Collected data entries
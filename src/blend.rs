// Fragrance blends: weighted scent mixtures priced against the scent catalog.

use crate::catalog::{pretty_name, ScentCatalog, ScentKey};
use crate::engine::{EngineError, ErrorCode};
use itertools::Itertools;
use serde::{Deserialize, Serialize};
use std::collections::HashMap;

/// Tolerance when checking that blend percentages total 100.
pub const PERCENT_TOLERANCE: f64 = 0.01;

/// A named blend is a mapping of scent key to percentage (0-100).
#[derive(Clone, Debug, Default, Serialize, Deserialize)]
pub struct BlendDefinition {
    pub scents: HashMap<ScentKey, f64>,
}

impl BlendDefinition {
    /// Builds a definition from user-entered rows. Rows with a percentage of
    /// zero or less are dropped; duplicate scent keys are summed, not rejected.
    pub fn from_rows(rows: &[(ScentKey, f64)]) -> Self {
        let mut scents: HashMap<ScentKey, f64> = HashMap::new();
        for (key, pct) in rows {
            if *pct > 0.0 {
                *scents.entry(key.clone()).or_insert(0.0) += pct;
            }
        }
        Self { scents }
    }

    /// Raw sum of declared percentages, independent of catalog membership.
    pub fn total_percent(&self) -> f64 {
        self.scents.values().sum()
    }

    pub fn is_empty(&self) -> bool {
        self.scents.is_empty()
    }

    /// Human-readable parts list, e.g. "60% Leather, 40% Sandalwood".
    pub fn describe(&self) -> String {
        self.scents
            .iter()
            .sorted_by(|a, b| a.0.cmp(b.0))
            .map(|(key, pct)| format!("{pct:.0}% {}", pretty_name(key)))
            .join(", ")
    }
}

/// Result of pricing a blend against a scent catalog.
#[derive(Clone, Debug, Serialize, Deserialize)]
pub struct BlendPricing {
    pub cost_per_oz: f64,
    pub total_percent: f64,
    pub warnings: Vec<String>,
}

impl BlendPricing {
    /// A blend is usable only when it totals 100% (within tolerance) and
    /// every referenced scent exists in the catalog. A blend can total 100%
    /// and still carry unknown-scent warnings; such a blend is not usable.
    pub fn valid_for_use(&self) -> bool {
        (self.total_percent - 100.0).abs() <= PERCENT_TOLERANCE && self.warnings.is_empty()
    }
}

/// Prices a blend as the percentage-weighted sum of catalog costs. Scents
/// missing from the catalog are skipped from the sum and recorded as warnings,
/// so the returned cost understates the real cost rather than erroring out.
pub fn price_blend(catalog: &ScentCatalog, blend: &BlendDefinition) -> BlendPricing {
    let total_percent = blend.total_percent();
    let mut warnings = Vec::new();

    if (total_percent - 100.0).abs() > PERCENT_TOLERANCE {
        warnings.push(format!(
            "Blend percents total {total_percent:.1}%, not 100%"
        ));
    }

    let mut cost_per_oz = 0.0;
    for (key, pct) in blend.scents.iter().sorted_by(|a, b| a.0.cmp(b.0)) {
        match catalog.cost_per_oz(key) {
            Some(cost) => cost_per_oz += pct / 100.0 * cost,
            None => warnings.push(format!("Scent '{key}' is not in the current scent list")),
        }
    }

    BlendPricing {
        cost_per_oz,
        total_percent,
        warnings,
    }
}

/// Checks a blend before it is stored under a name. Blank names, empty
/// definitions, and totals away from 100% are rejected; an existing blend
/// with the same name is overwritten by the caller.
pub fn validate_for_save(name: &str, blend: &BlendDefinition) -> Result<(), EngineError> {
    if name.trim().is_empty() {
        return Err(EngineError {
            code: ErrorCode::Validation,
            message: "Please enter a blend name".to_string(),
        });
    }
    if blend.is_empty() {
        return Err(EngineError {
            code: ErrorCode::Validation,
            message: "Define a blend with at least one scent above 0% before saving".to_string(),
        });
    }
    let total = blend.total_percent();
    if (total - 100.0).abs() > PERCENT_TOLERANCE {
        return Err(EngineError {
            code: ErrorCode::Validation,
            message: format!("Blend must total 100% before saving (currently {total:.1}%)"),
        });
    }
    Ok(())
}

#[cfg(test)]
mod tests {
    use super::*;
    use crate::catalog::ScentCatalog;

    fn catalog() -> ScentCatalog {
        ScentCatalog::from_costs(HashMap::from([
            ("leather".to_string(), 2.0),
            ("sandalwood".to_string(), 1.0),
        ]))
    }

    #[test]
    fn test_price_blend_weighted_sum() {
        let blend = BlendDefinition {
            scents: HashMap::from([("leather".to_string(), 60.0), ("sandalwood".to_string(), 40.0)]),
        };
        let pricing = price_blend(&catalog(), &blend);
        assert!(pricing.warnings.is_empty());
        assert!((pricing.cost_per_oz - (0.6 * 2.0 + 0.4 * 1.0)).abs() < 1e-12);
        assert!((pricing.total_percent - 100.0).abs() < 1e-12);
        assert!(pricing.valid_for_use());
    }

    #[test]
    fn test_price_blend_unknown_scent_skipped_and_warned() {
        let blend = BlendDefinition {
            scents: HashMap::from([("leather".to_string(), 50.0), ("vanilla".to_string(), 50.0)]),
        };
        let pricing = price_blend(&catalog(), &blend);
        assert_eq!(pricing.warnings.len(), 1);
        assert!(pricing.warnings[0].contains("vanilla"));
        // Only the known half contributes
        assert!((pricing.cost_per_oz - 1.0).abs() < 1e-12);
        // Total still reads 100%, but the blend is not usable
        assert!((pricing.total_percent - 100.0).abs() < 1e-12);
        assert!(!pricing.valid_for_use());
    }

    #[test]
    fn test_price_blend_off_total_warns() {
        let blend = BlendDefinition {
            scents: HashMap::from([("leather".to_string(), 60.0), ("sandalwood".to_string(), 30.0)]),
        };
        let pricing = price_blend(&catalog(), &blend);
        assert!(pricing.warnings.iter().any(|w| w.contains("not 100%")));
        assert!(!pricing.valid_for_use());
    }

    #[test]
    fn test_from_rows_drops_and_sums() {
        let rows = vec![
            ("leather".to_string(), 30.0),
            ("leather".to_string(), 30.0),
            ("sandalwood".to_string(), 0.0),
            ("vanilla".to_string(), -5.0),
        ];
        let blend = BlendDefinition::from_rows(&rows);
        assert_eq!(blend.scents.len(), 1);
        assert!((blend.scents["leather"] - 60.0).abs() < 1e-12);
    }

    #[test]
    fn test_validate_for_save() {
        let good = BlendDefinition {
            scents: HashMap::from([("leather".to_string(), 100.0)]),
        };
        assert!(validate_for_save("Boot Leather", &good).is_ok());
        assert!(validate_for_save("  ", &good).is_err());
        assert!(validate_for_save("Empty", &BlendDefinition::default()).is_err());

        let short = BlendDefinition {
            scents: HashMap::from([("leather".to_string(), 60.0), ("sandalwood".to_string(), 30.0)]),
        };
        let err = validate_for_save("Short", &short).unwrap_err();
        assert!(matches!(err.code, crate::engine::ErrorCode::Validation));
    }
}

* PROBLEM STATEMENT
Show the lines above that have the word "short".

* EXERCISE SOLUTION
        let short = BlendDefinition {
        let err = validate_for_save("Short", &short).unwrap_err();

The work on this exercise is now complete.